Soil is rich with microbial life, as it provides an environment with myriad microhabitats that can provide sustenance, as long as the microbes adapt to fluctuating environmental conditions. Within a colony of microbes, it’s important for them to utilize a common mechanism called horizontal gene transfer (HGT) in order be adaptable; close contact between microbes is required for HGT to work. In soil, it’s not easy for bacteria to get around. New work in Scientific Reports has shown that fungi provide a liquid film, a layer of mucous called fungal hyphae, which eases that process in the challenging soil environment. In addition, a network of fungus, a mycelium, sets up an infrastructure that the hyphae envelopes.

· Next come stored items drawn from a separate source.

//! Bearer token wrapper with automatic zeroing on drop.
//!
//! `AccessToken` keeps the Connect token in a `Zeroizing<String>`. Debug
//! and Display implementations always show `[REDACTED]`.

use std::fmt;

use zeroize::Zeroizing;

/// A Connect API bearer token that is zeroed from memory on drop.
#[derive(Clone)]
pub struct AccessToken(Zeroizing<String>);

impl AccessToken {
    /// Wrap a token, consuming the String.
    pub fn new(token: String) -> Self {
        Self(Zeroizing::new(token))
    }

    /// Access the raw token for the `Authorization` header.
    pub fn expose(&self) -> &str {
        &self.0
    }

    pub fn is_empty(&self) -> bool {
        self.0.trim().is_empty()
    }
}

impl From<String> for AccessToken {
    fn from(token: String) -> Self {
        Self::new(token)
    }
}

impl From<&str> for AccessToken {
    fn from(token: &str) -> Self {
        Self::new(token.to_owned())
    }
}

impl fmt::Debug for AccessToken {
    fn fmt(&self, f: &mut fmt::Formatter<'_>) -> fmt::Result {
        write!(f, "[REDACTED]")
    }
}

impl fmt::Display for AccessToken {
    fn fmt(&self, f: &mut fmt::Formatter<'_>) -> fmt::Result {
        write!(f, "[REDACTED]")
    }
}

There can be hundreds of meters of mycelium in only one gram of soil.
"In the fine liquid film surrounding the hyphae, bacteria can move with much greater speed and direction and cover more distance than in soil water without hyphae," explained the first author of the study, Tom Berthold, a doctoral researcher at the UFZ Department of Environmental Microbiology. "For bacteria, fungal hyphae are like a motorway which gives them fast, direct access to their food sources."
Bacteria meet up on the fungal network, and exchange genetic material with one another when they do. "It's similar to the transmission of cold germs on a packed train," explained environmental microbiologist Dr. Lukas Y. Wick. "But unlike a cold, the new genes are usually an asset to the soil bacteria. They enable them to adapt better to different environmental conditions."
The genes that are shared on the fungal network can help microbes use a new kind of food source, or enable it to withstand exposure to a pollutant, in some cases even consuming the chemical. Some bacteria, for example, can use benzene or toluene, ingredients in stuff like paint and gasoline, as food. Sharing that ability is of course very beneficial to a population. The video below shows the Pseudomonas bacterium moving along hyphae.
In this work the researchers show that HGT occurs far more when it happens between bacteria on a fungal network than in a place without hyphae. Computer models agreed with their findings. "Our study shows that fungal hyphae not only provide soil bacteria with an excellent infrastructure, but also a potential hot spot for bacterial horizontal gene transfer. This previously unknown aspect of fungus-bacteria interaction is an important step towards understanding the complex interactions between soil-dwelling microorganisms," said Wick.
It seems that fungi thus play a vital role in the soil habitat. "Just a few years ago, we were still completely unaware of this. It's possible that over the course of the Earth's history, bacterial diversity increased massively with the development of mycelium-forming fungi," concluded Wick.